Скорей всего, так случилось благодаря второму, параллельному знакомству, к которому привела цепь случайных обстоятельств, возможных только в условиях простого советского быта.
Мой тесть, юрист, вскоре после окончания войны перевелся из Ташкента в Москву, на должность главного арбитра одного из министерств. Ему удалось откупить у дальних родственников фрагмент частной квартиры, чужеродного осколка НЭПа в тканях социалистического хабитата второй половины сороковых годов. Фрагмент составляла бывшая ванная комната, площадью около пяти квадратных метров, из которой была удалена ванна. Туда и вселился главный арбитр с женой и младшей дочерью; для дочери арендовали диван у соседей. Однажды к соседке по приватной коммуналке приехал из Ленинграда сын с женой — и моя теща воспользовалась оказией: молодые люди любезно согласились отвезти старшей дочери с мужем, то бишь со мной, гостинец — килограмм яблок в кулечке.

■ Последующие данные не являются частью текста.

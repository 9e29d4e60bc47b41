//! CSRF correlation value for the two-phase login
//!
//! The value is `<random>.<issued-at unix seconds>` and lives only in a short-lived cookie
//! on the browser. The callback is accepted when the `state` query parameter equals the
//! cookie and the embedded issuance time is within the cookie's max age.

use std::time::Duration;

use chrono::{DateTime, Utc};
use http::HeaderMap;

use crate::config::{MIN_STATE_TOKEN_BYTES, StateConfig};
use crate::oauth2::errors::OAuth2Error;
use crate::utils::{CookieSpec, gen_random_string, get_cookie_value, header_set_cookie};

/// Tolerated clock difference between instances issuing and validating a state value
const CLOCK_SKEW_SECS: i64 = 60;

/// A freshly issued state value
#[derive(Debug, Clone, PartialEq, Eq)]
pub struct LoginState {
    pub value: String,
    pub issued_at: DateTime<Utc>,
    pub expires_at: DateTime<Utc>,
}

#[derive(Debug, Clone)]
pub struct StateTokenIssuer {
    cookie_name: String,
    cookie_path: String,
    max_age: Duration,
    token_bytes: usize,
}

impl StateTokenIssuer {
    /// `cookie_path` scopes the cookie to the login routes, normally the route prefix.
    pub fn new(config: &StateConfig, cookie_path: &str) -> Self {
        let trimmed = cookie_path.trim_end_matches('/');
        let cookie_path = if trimmed.is_empty() {
            "/".to_string()
        } else {
            trimmed.to_string()
        };
        Self {
            cookie_name: config.cookie_name.clone(),
            cookie_path,
            max_age: config.max_age,
            token_bytes: config.token_bytes.max(MIN_STATE_TOKEN_BYTES),
        }
    }

    pub fn cookie_name(&self) -> &str {
        &self.cookie_name
    }

    pub fn issue(&self) -> Result<(LoginState, HeaderMap), OAuth2Error> {
        self.issue_at(Utc::now())
    }

    /// Generate a state value issued at `now` and the `Set-Cookie` header carrying it.
    pub fn issue_at(&self, now: DateTime<Utc>) -> Result<(LoginState, HeaderMap), OAuth2Error> {
        let random = gen_random_string(self.token_bytes)?;
        let value = format!("{random}.{}", now.timestamp());
        let expires_at = now + self.max_age_chrono()?;

        let mut headers = HeaderMap::new();
        header_set_cookie(&mut headers, &self.cookie_spec(&value, self.max_age_secs()?))?;

        tracing::debug!(cookie_name = %self.cookie_name, %expires_at, "Issued login state");

        Ok((
            LoginState {
                value,
                issued_at: now,
                expires_at,
            },
            headers,
        ))
    }

    /// The state value the browser presented in its cookie, if any
    pub fn stored_value(&self, headers: &HeaderMap) -> Option<String> {
        get_cookie_value(headers, &self.cookie_name)
    }

    pub fn validate(&self, presented: &str, stored: Option<&str>) -> Result<(), OAuth2Error> {
        self.validate_at(presented, stored, Utc::now())
    }

    /// Accept `presented` only if it equals the cookie value and has not expired at `now`.
    pub fn validate_at(
        &self,
        presented: &str,
        stored: Option<&str>,
        now: DateTime<Utc>,
    ) -> Result<(), OAuth2Error> {
        let Some(stored) = stored else {
            return Err(OAuth2Error::InvalidState(
                "state cookie not found".to_string(),
            ));
        };

        if presented.is_empty() || presented != stored {
            return Err(OAuth2Error::InvalidState(
                "state parameter does not match state cookie".to_string(),
            ));
        }

        let issued_at = presented
            .rsplit_once('.')
            .and_then(|(_, secs)| secs.parse::<i64>().ok())
            .ok_or_else(|| OAuth2Error::InvalidState("state value is malformed".to_string()))?;

        let age = now.timestamp() - issued_at;
        if age > self.max_age_secs()? || age < -CLOCK_SKEW_SECS {
            tracing::debug!(age, max_age = ?self.max_age, "Login state out of its validity window");
            return Err(OAuth2Error::InvalidState("state has expired".to_string()));
        }

        Ok(())
    }

    /// Append a `Set-Cookie` header that deletes the state cookie.
    pub fn clear_cookie(&self, headers: &mut HeaderMap) -> Result<(), OAuth2Error> {
        header_set_cookie(headers, &self.cookie_spec("", 0))?;
        Ok(())
    }

    fn cookie_spec<'a>(&'a self, value: &'a str, max_age: i64) -> CookieSpec<'a> {
        CookieSpec {
            name: &self.cookie_name,
            value,
            path: &self.cookie_path,
            same_site: "Lax",
            secure: true,
            max_age,
        }
    }

    fn max_age_secs(&self) -> Result<i64, OAuth2Error> {
        i64::try_from(self.max_age.as_secs())
            .map_err(|_| OAuth2Error::Configuration("state max age out of range".to_string()))
    }

    fn max_age_chrono(&self) -> Result<chrono::Duration, OAuth2Error> {
        chrono::Duration::from_std(self.max_age)
            .map_err(|_| OAuth2Error::Configuration("state max age out of range".to_string()))
    }
}
use std::sync::Arc;

use axum::{Router, routing::get};
use tracing_subscriber::{layer::SubscriberExt, util::SubscriberInitExt};

use onehub_auth_axum::{AuthConfig, AuthFlowController, init_user_store, mount_auth_router};

mod handlers;
mod server;

use crate::{handlers::health, server::serve};

#[tokio::main]
async fn main() -> Result<(), Box<dyn std::error::Error>> {
    dotenvy::dotenv().ok();
    tracing_subscriber::registry()
        .with(
            tracing_subscriber::EnvFilter::try_from_default_env().unwrap_or_else(|_| {
                format!(
                    "{}=debug,onehub_auth=debug,tower_http=info",
                    env!("CARGO_CRATE_NAME")
                )
                .into()
            }),
        )
        .with(tracing_subscriber::fmt::layer())
        .init();

    let config = AuthConfig::from_env();
    config.warn_on_insecure_defaults();
    tracing::debug!(?config, "Loaded configuration");

    // An unreachable store is fatal at startup
    let users = init_user_store(&config).await?;
    let controller = Arc::new(AuthFlowController::new(&config, users)?);

    let app = Router::new().route("/health", get(health));
    let app = mount_auth_router(app, &config.route_prefix, controller);

    serve(config.port, app).await?;
    Ok(())
}
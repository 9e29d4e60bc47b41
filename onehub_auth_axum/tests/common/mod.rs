#[path = "../../../onehub_auth/tests/common/mock_provider.rs"]
pub mod mock_provider;

use std::sync::Arc;

use axum::Router;
use reqwest::header::{COOKIE, LOCATION, SET_COOKIE};

use mock_provider::MockProvider;
use onehub_auth_axum::{AuthConfig, AuthFlowController, init_user_store, mount_auth_router};

pub const TEST_SECRET: &str = "axum-integration-secret";

/// The auth router served on an ephemeral port, talking to its own mock provider
pub struct TestApp {
    pub base_url: String,
    pub config: AuthConfig,
    pub provider: MockProvider,
    pub controller: Arc<AuthFlowController>,
    /// Browser stand-in that never follows redirects
    pub client: reqwest::Client,
}

/// Response of a login initiation
pub struct LoginStart {
    pub location: String,
    pub state_cookie: String,
}

#[allow(dead_code)]
impl TestApp {
    pub async fn spawn() -> Self {
        Self::spawn_with(|_| None).await
    }

    /// Spawn with the login endpoints under `route_prefix`
    pub async fn spawn_with_prefix(route_prefix: &str) -> Self {
        let route_prefix = route_prefix.to_string();
        Self::spawn_with(move |key| (key == "AUTH_ROUTE_PREFIX").then(|| route_prefix.clone()))
            .await
    }

    /// Spawn with `overrides` consulted before the test defaults
    async fn spawn_with(overrides: impl Fn(&str) -> Option<String>) -> Self {
        let provider = MockProvider::start().await;

        let mut config = AuthConfig::from_lookup(|key| {
            overrides(key).or_else(|| match key {
                "JWT_SECRET" => Some(TEST_SECRET.to_string()),
                "DATABASE_URL" => Some("sqlite::memory:".to_string()),
                _ => None,
            })
        });
        config.oauth2 = provider.oauth2_config();

        let users = init_user_store(&config)
            .await
            .expect("Failed to initialize user store");
        let controller = Arc::new(
            AuthFlowController::new(&config, users).expect("Failed to build controller"),
        );

        let app = mount_auth_router(Router::new(), &config.route_prefix, controller.clone());
        let listener = tokio::net::TcpListener::bind("127.0.0.1:0")
            .await
            .expect("Failed to bind test server");
        let addr = listener.local_addr().expect("Test server has no address");
        tokio::spawn(async move {
            axum::serve(listener, app).await.expect("Test server stopped");
        });

        let client = reqwest::Client::builder()
            .redirect(reqwest::redirect::Policy::none())
            .build()
            .expect("Failed to build test client");

        Self {
            base_url: format!("http://{addr}"),
            config,
            provider,
            controller,
            client,
        }
    }

    pub fn url(&self, path: &str) -> String {
        let prefix = self.config.route_prefix.trim_end_matches('/');
        format!("{}{}{}", self.base_url, prefix, path)
    }

    pub async fn start_login(&self) -> LoginStart {
        let response = self
            .client
            .get(self.url("/login/google"))
            .send()
            .await
            .expect("login request failed");
        assert_eq!(response.status(), reqwest::StatusCode::TEMPORARY_REDIRECT);

        let location = response.headers()[LOCATION].to_str().unwrap().to_string();
        let state_cookie = set_cookies(&response)
            .into_iter()
            .find(|c| c.starts_with("oauthstate="))
            .expect("state cookie should be set");

        LoginStart {
            location,
            state_cookie,
        }
    }

    /// Visit the provider's authorization page and return the query string it
    /// sends the browser back with.
    pub async fn authorize(&self, login: &LoginStart) -> String {
        let response = self
            .client
            .get(&login.location)
            .send()
            .await
            .expect("authorization request failed");
        assert!(response.status().is_redirection());

        let callback = url::Url::parse(response.headers()[LOCATION].to_str().unwrap()).unwrap();
        callback.query().unwrap_or_default().to_string()
    }

    pub async fn callback(&self, query: &str, cookie: Option<&str>) -> reqwest::Response {
        let mut request = self
            .client
            .get(format!("{}?{}", self.url("/callback/google"), query));
        if let Some(cookie) = cookie {
            request = request.header(COOKIE, cookie);
        }
        request.send().await.expect("callback request failed")
    }

    /// Run a full login in the browser's shoes and return the callback response.
    pub async fn login(&self) -> reqwest::Response {
        let login = self.start_login().await;
        let query = self.authorize(&login).await;
        self.callback(&query, Some(&cookie_pair(&login.state_cookie)))
            .await
    }
}

pub fn set_cookies(response: &reqwest::Response) -> Vec<String> {
    response
        .headers()
        .get_all(SET_COOKIE)
        .iter()
        .filter_map(|v| v.to_str().ok())
        .map(str::to_string)
        .collect()
}

/// `name=value` part of a `Set-Cookie` header
pub fn cookie_pair(set_cookie: &str) -> String {
    set_cookie.split(';').next().unwrap_or_default().to_string()
}

#[allow(dead_code)]
pub fn session_cookie(response: &reqwest::Response) -> Option<String> {
    set_cookies(response)
        .into_iter()
        .find(|c| c.starts_with("onehub_jwt="))
}
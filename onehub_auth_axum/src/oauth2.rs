use std::sync::Arc;

use axum::{
    Router,
    extract::{Query, State},
    http::{HeaderMap, StatusCode},
    response::Redirect,
    routing::get,
};

use onehub_auth::{AuthFlowController, AuthResponse};

use super::error::IntoResponseError;

pub(super) fn router() -> Router<Arc<AuthFlowController>> {
    Router::new()
        .route("/login/google", get(google_login))
        .route("/callback/google", get(google_callback))
}

async fn google_login(
    State(controller): State<Arc<AuthFlowController>>,
) -> Result<(HeaderMap, Redirect), (StatusCode, String)> {
    let (auth_url, headers) = controller.begin_login().into_response_error()?;
    Ok((headers, Redirect::temporary(&auth_url)))
}

async fn google_callback(
    State(controller): State<Arc<AuthFlowController>>,
    Query(query): Query<AuthResponse>,
    headers: HeaderMap,
) -> Result<(HeaderMap, Redirect), (StatusCode, String)> {
    let (headers, landing_url) = controller
        .complete_login(&query, &headers)
        .await
        .into_response_error()?;

    Ok((headers, Redirect::temporary(&landing_url)))
}
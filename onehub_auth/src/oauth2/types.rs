use serde::{Deserialize, Serialize};

use super::errors::OAuth2Error;
use crate::userdb::UserProfile;

/// Query parameters of the provider's redirect back to the callback endpoint
#[derive(Debug, Clone, Default, Deserialize, Serialize)]
pub struct AuthResponse {
    #[serde(default)]
    pub code: String,
    #[serde(default)]
    pub state: String,
    /// Set by the provider instead of `code` when the user denied consent or the request was invalid
    #[serde(default)]
    pub error: Option<String>,
}

#[derive(Debug, Deserialize)]
pub(super) struct TokenResponse {
    pub(super) access_token: String,
    #[serde(default)]
    pub(super) token_type: Option<String>,
    #[serde(default)]
    pub(super) expires_in: Option<u64>,
    #[serde(default)]
    pub(super) scope: Option<String>,
}

/// Subject identifiers arrive as strings from Google and OIDC, as numbers from some providers
#[derive(Debug, Clone, Deserialize)]
#[serde(untagged)]
pub(super) enum SubjectId {
    Text(String),
    Number(u64),
}

impl SubjectId {
    fn into_string(self) -> String {
        match self {
            SubjectId::Text(s) => s,
            SubjectId::Number(n) => n.to_string(),
        }
    }
}

/// Raw userinfo payload. Unknown fields are ignored.
///
/// Google's v2 endpoint sends `id`, OIDC endpoints send `sub`, and some send both.
#[derive(Debug, Clone, Deserialize)]
pub(super) struct UserInfoResponse {
    #[serde(default)]
    pub(super) id: Option<SubjectId>,
    #[serde(default)]
    pub(super) sub: Option<SubjectId>,
    #[serde(default)]
    pub(super) email: Option<String>,
    #[serde(default)]
    pub(super) name: Option<String>,
    #[serde(default)]
    pub(super) picture: Option<String>,
}

/// Normalized identity claims returned by an [`IdentityResolver`](super::IdentityResolver)
#[derive(Debug, Clone, PartialEq, Eq, Serialize, Deserialize)]
pub struct ExternalIdentity {
    pub provider: String,
    pub subject: String,
    pub email: String,
    pub name: Option<String>,
    pub avatar_url: Option<String>,
}

impl ExternalIdentity {
    pub(super) fn from_userinfo(
        provider: &str,
        userinfo: UserInfoResponse,
    ) -> Result<Self, OAuth2Error> {
        let subject = [userinfo.id, userinfo.sub]
            .into_iter()
            .flatten()
            .map(SubjectId::into_string)
            .find(|s| !s.trim().is_empty())
            .ok_or_else(|| {
                OAuth2Error::MalformedIdentity("userinfo response has no subject id".to_string())
            })?;

        let email = userinfo
            .email
            .filter(|s| !s.trim().is_empty())
            .ok_or_else(|| {
                OAuth2Error::MalformedIdentity("userinfo response has no email".to_string())
            })?;

        Ok(Self {
            provider: provider.to_string(),
            subject,
            email,
            name: userinfo.name.filter(|s| !s.is_empty()),
            avatar_url: userinfo.picture.filter(|s| !s.is_empty()),
        })
    }
}

impl From<ExternalIdentity> for UserProfile {
    fn from(identity: ExternalIdentity) -> Self {
        let mut profile = UserProfile::new(identity.provider, identity.subject, identity.email);
        if let Some(name) = identity.name {
            profile = profile.with_name(name);
        }
        if let Some(avatar_url) = identity.avatar_url {
            profile = profile.with_avatar_url(avatar_url);
        }
        profile
    }
}
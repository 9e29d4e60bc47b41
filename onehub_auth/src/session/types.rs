use serde::{Deserialize, Serialize};

/// Claim set carried by a session credential
#[derive(Debug, Clone, PartialEq, Eq, Serialize, Deserialize)]
pub struct SessionClaims {
    /// Local user id
    pub sub: String,
    /// Issued-at, seconds since the Unix epoch
    pub iat: i64,
    /// Expiry, seconds since the Unix epoch
    pub exp: i64,
}
use chrono::{DateTime, Duration, Utc};
use sqlx::{Pool, Sqlite};

use crate::storage::validate_sqlite_table_schema;
use crate::userdb::{
    errors::UserError,
    types::{User, UserProfile},
};

use super::config::DB_TABLE_USERS;

// SQLite implementations
pub(super) async fn create_tables_sqlite(pool: &Pool<Sqlite>) -> Result<(), UserError> {
    let table_name = DB_TABLE_USERS;

    sqlx::query(&format!(
        r#"
        CREATE TABLE IF NOT EXISTS {table_name} (
            id TEXT PRIMARY KEY,
            email TEXT NOT NULL,
            name TEXT,
            avatar_url TEXT,
            provider TEXT NOT NULL,
            provider_id TEXT NOT NULL,
            created_at TIMESTAMP NOT NULL,
            updated_at TIMESTAMP NOT NULL,
            UNIQUE (provider, provider_id)
        )
        "#
    ))
    .execute(pool)
    .await?;

    Ok(())
}

/// Validates that the users table schema matches what we expect
pub(super) async fn validate_user_tables_sqlite(pool: &Pool<Sqlite>) -> Result<(), UserError> {
    let expected_columns = vec![
        ("id", "TEXT"),
        ("email", "TEXT"),
        ("name", "TEXT"),
        ("avatar_url", "TEXT"),
        ("provider", "TEXT"),
        ("provider_id", "TEXT"),
        ("created_at", "TIMESTAMP"),
        ("updated_at", "TIMESTAMP"),
    ];

    validate_sqlite_table_schema(pool, DB_TABLE_USERS, &expected_columns, UserError::Storage).await
}

/// Insert-or-update keyed on `(provider, provider_id)`.
///
/// The first statement of the transaction is a write, so the connection holds
/// SQLite's write lock before it reads the stored `updated_at`. The new value is
/// strictly later than the stored one even when the clock steps back.
pub(super) async fn upsert_user_sqlite(
    pool: &Pool<Sqlite>,
    new_id: &str,
    profile: &UserProfile,
    now: DateTime<Utc>,
) -> Result<User, UserError> {
    let table_name = DB_TABLE_USERS;

    let mut tx = pool.begin().await?;

    sqlx::query(&format!(
        r#"
        UPDATE {table_name} SET updated_at = updated_at
        WHERE provider = ? AND provider_id = ?
        "#
    ))
    .bind(&profile.provider)
    .bind(&profile.provider_id)
    .execute(&mut *tx)
    .await?;

    let stored: Option<DateTime<Utc>> = sqlx::query_scalar(&format!(
        r#"
        SELECT updated_at FROM {table_name} WHERE provider = ? AND provider_id = ?
        "#
    ))
    .bind(&profile.provider)
    .bind(&profile.provider_id)
    .fetch_optional(&mut *tx)
    .await?;

    let updated_at = next_updated_at(stored, now);

    let user = sqlx::query_as::<_, User>(&format!(
        r#"
        INSERT INTO {table_name} (id, email, name, avatar_url, provider, provider_id, created_at, updated_at)
        VALUES (?, ?, ?, ?, ?, ?, ?, ?)
        ON CONFLICT (provider, provider_id) DO UPDATE SET
            email = excluded.email,
            name = excluded.name,
            avatar_url = excluded.avatar_url,
            updated_at = excluded.updated_at
        RETURNING id, email, name, avatar_url, provider, provider_id, created_at, updated_at
        "#
    ))
    .bind(new_id)
    .bind(&profile.email)
    .bind(&profile.name)
    .bind(&profile.avatar_url)
    .bind(&profile.provider)
    .bind(&profile.provider_id)
    .bind(now) // created_at
    .bind(updated_at)
    .fetch_one(&mut *tx)
    .await?;

    tx.commit().await?;

    Ok(user)
}

/// Later of `now` and one microsecond past the stored value.
fn next_updated_at(stored: Option<DateTime<Utc>>, now: DateTime<Utc>) -> DateTime<Utc> {
    match stored {
        Some(prev) => now.max(prev + Duration::microseconds(1)),
        None => now,
    }
}

pub(super) async fn get_user_sqlite(
    pool: &Pool<Sqlite>,
    id: &str,
) -> Result<Option<User>, UserError> {
    let table_name = DB_TABLE_USERS;

    let user = sqlx::query_as::<_, User>(&format!(
        r#"
        SELECT * FROM {table_name} WHERE id = ?
        "#
    ))
    .bind(id)
    .fetch_optional(pool)
    .await?;

    Ok(user)
}

pub(super) async fn get_user_by_provider_sqlite(
    pool: &Pool<Sqlite>,
    provider: &str,
    provider_id: &str,
) -> Result<Option<User>, UserError> {
    let table_name = DB_TABLE_USERS;

    let user = sqlx::query_as::<_, User>(&format!(
        r#"
        SELECT * FROM {table_name} WHERE provider = ? AND provider_id = ?
        "#
    ))
    .bind(provider)
    .bind(provider_id)
    .fetch_optional(pool)
    .await?;

    Ok(user)
}

pub(super) async fn get_all_users_sqlite(pool: &Pool<Sqlite>) -> Result<Vec<User>, UserError> {
    let table_name = DB_TABLE_USERS;

    let users = sqlx::query_as::<_, User>(&format!(
        r#"
        SELECT * FROM {table_name} ORDER BY created_at ASC
        "#
    ))
    .fetch_all(pool)
    .await?;

    Ok(users)
}
//! Process configuration for the auth service
//!
//! Everything here is read once at startup into an [`AuthConfig`] value which is then
//! handed to the flow controller. Nothing is read from the environment after that.

use std::fmt;
use std::time::Duration;

const DEFAULT_SIGNING_SECRET: &str = "a-very-secret-key-that-should-be-long-and-random";

const GOOGLE_AUTH_URL: &str = "https://accounts.google.com/o/oauth2/auth";
const GOOGLE_TOKEN_URL: &str = "https://oauth2.googleapis.com/token";
const GOOGLE_USERINFO_URL: &str = "https://www.googleapis.com/oauth2/v2/userinfo";
const GOOGLE_SCOPES: &str = "https://www.googleapis.com/auth/userinfo.email \
                             https://www.googleapis.com/auth/userinfo.profile";

/// Minimum entropy of a login state value in bytes (128 bits)
pub(crate) const MIN_STATE_TOKEN_BYTES: usize = 16;

/// Provider client settings used for the authorization-code grant.
#[derive(Clone)]
pub struct OAuth2Config {
    pub provider: String,
    pub client_id: String,
    pub client_secret: String,
    pub redirect_url: String,
    pub auth_url: String,
    pub token_url: String,
    pub userinfo_url: String,
    pub scopes: Vec<String>,
    /// Deadline for each outbound call to the provider
    pub http_timeout: Duration,
}

impl fmt::Debug for OAuth2Config {
    fn fmt(&self, f: &mut fmt::Formatter<'_>) -> fmt::Result {
        f.debug_struct("OAuth2Config")
            .field("provider", &self.provider)
            .field("client_id", &self.client_id)
            .field("client_secret", &"[redacted]")
            .field("redirect_url", &self.redirect_url)
            .field("auth_url", &self.auth_url)
            .field("token_url", &self.token_url)
            .field("userinfo_url", &self.userinfo_url)
            .field("scopes", &self.scopes)
            .field("http_timeout", &self.http_timeout)
            .finish()
    }
}

/// CSRF state cookie settings.
#[derive(Debug, Clone)]
pub struct StateConfig {
    pub cookie_name: String,
    /// Lifetime of the state value and its cookie
    pub max_age: Duration,
    /// Random bytes per state value, never below 16
    pub token_bytes: usize,
}

/// Session credential settings.
#[derive(Clone)]
pub struct SessionConfig {
    pub cookie_name: String,
    pub signing_secret: String,
    /// Credential lifetime; the session cookie's Max-Age equals it
    pub token_ttl: Duration,
}

impl fmt::Debug for SessionConfig {
    fn fmt(&self, f: &mut fmt::Formatter<'_>) -> fmt::Result {
        f.debug_struct("SessionConfig")
            .field("cookie_name", &self.cookie_name)
            .field("signing_secret", &"[redacted]")
            .field("token_ttl", &self.token_ttl)
            .finish()
    }
}

#[derive(Debug, Clone)]
pub struct AuthConfig {
    pub port: u16,
    pub database_url: String,
    /// Mount prefix the reverse proxy forwards to this service
    pub route_prefix: String,
    /// Where the browser lands after a successful login
    pub landing_url: String,
    pub oauth2: OAuth2Config,
    pub state: StateConfig,
    pub session: SessionConfig,
}

impl AuthConfig {
    /// Build the configuration from process environment variables.
    pub fn from_env() -> Self {
        Self::from_lookup(|key| std::env::var(key).ok())
    }

    /// Build the configuration from an arbitrary key lookup, falling back to local
    /// development defaults for anything missing or unparsable.
    pub fn from_lookup<F>(lookup: F) -> Self
    where
        F: Fn(&str) -> Option<String>,
    {
        let get = |key: &str, default: &str| lookup(key).unwrap_or_else(|| default.to_string());
        let get_u64 = |key: &str, default: u64| {
            lookup(key)
                .and_then(|s| s.trim().parse::<u64>().ok())
                .unwrap_or(default)
        };

        let port = lookup("PORT")
            .and_then(|s| s.trim().parse::<u16>().ok())
            .unwrap_or(8080);

        let frontend_url = get("FRONTEND_URL", "http://localhost:3000");
        let landing_url = format!("{}/dashboard", frontend_url.trim_end_matches('/'));

        let scopes = get("OAUTH2_SCOPE", GOOGLE_SCOPES)
            .split([' ', '+', ','])
            .filter(|s| !s.is_empty())
            .map(str::to_string)
            .collect();

        let oauth2 = OAuth2Config {
            provider: "google".to_string(),
            client_id: get("GOOGLE_CLIENT_ID", ""),
            client_secret: get("GOOGLE_CLIENT_SECRET", ""),
            redirect_url: get(
                "GOOGLE_REDIRECT_URL",
                "http://localhost:8080/api/auth/callback/google",
            ),
            auth_url: get("OAUTH2_AUTH_URL", GOOGLE_AUTH_URL),
            token_url: get("OAUTH2_TOKEN_URL", GOOGLE_TOKEN_URL),
            userinfo_url: get("OAUTH2_USERINFO_URL", GOOGLE_USERINFO_URL),
            scopes,
            http_timeout: Duration::from_secs(get_u64("OAUTH2_HTTP_TIMEOUT_SECS", 30)),
        };

        let state = StateConfig {
            cookie_name: get("STATE_COOKIE_NAME", "oauthstate"),
            max_age: Duration::from_secs(get_u64("STATE_COOKIE_MAX_AGE", 600)),
            token_bytes: (get_u64("STATE_TOKEN_BYTES", 32) as usize).max(MIN_STATE_TOKEN_BYTES),
        };

        let session = SessionConfig {
            cookie_name: get("SESSION_COOKIE_NAME", "onehub_jwt"),
            signing_secret: get("JWT_SECRET", DEFAULT_SIGNING_SECRET),
            token_ttl: Duration::from_secs(get_u64("SESSION_TOKEN_TTL_SECS", 72 * 60 * 60)),
        };

        Self {
            port,
            database_url: get("DATABASE_URL", "sqlite:onehub-auth.db"),
            route_prefix: get("AUTH_ROUTE_PREFIX", "/api/auth"),
            landing_url,
            oauth2,
            state,
            session,
        }
    }

    /// Log a warning for every setting still at an insecure development default.
    pub fn warn_on_insecure_defaults(&self) {
        if self.session.signing_secret == DEFAULT_SIGNING_SECRET {
            tracing::warn!("JWT_SECRET is not set; using the development signing secret");
        }
        if self.oauth2.client_id.is_empty() || self.oauth2.client_secret.is_empty() {
            tracing::warn!("GOOGLE_CLIENT_ID or GOOGLE_CLIENT_SECRET is not set");
        }
    }
}
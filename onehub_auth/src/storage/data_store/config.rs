//! Backing store connection setup

use std::{str::FromStr, sync::Arc};

use sqlx::postgres::PgPoolOptions;
use sqlx::sqlite::{SqliteConnectOptions, SqlitePoolOptions};

use super::types::{DataStore, PostgresDataStore, SqliteDataStore};
use crate::storage::errors::StorageError;

const POSTGRES_MAX_CONNECTIONS: u32 = 10;

#[derive(Debug, Clone, Copy, PartialEq, Eq)]
pub(crate) enum DataStoreType {
    Sqlite,
    Postgres,
}

impl DataStoreType {
    pub(crate) fn from_url(url: &str) -> Result<Self, StorageError> {
        if url.starts_with("sqlite:") {
            Ok(Self::Sqlite)
        } else if url.starts_with("postgres://") || url.starts_with("postgresql://") {
            Ok(Self::Postgres)
        } else {
            Err(StorageError::Storage(
                "Unsupported database URL. Supported schemes are 'sqlite:' and 'postgres://'"
                    .to_string(),
            ))
        }
    }
}

fn is_in_memory_sqlite(url: &str) -> bool {
    url.contains(":memory:") || url.contains("mode=memory")
}

/// Connect to the backing store named by `url`.
///
/// The connection is established eagerly so an unreachable store is reported at
/// startup rather than on the first login.
pub async fn connect_data_store(url: &str) -> Result<Arc<dyn DataStore>, StorageError> {
    let store_type = DataStoreType::from_url(url)?;

    tracing::info!("Initializing data store with type: {:?}", store_type);

    let store = match store_type {
        DataStoreType::Sqlite => {
            let opts = SqliteConnectOptions::from_str(url)
                .map_err(|e| StorageError::Storage(e.to_string()))?
                .create_if_missing(true);

            // Every connection to an in-memory database sees its own database,
            // so keep exactly one connection alive for the lifetime of the pool.
            let pool_options = if is_in_memory_sqlite(url) {
                SqlitePoolOptions::new()
                    .max_connections(1)
                    .idle_timeout(None)
                    .max_lifetime(None)
            } else {
                SqlitePoolOptions::new()
            };

            let pool = pool_options
                .connect_with(opts)
                .await
                .map_err(|e| StorageError::Storage(e.to_string()))?;

            Arc::new(SqliteDataStore::new(pool)) as Arc<dyn DataStore>
        }
        DataStoreType::Postgres => {
            let pool = PgPoolOptions::new()
                .max_connections(POSTGRES_MAX_CONNECTIONS)
                .connect(url)
                .await
                .map_err(|e| StorageError::Storage(e.to_string()))?;

            Arc::new(PostgresDataStore::new(pool)) as Arc<dyn DataStore>
        }
    };

    tracing::info!("Connected to database: type={:?}", store_type);

    Ok(store)
}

Яблоки гонцы съели в поезде по дороге домой. А позднее сообщили нам открыткой о посылке, приехали на наш угол — знаменитый тогда угол Лиговки и Обводного канала, купили в угловой будке кило яблок и доставили его по адресу.
Нетёщины фрукты оказались поводом для знакомства, а затем и дружбы. Вот тут‑то выяснилось, что яблочные знакомые — школьные друзья Моисея Кагана и его жены. В их доме мы и встретились частным порядком. Поначалу было жутко, но постепенно стали обвыкать, а там позволили себе садиться уж бочком, выпили на брудершафт…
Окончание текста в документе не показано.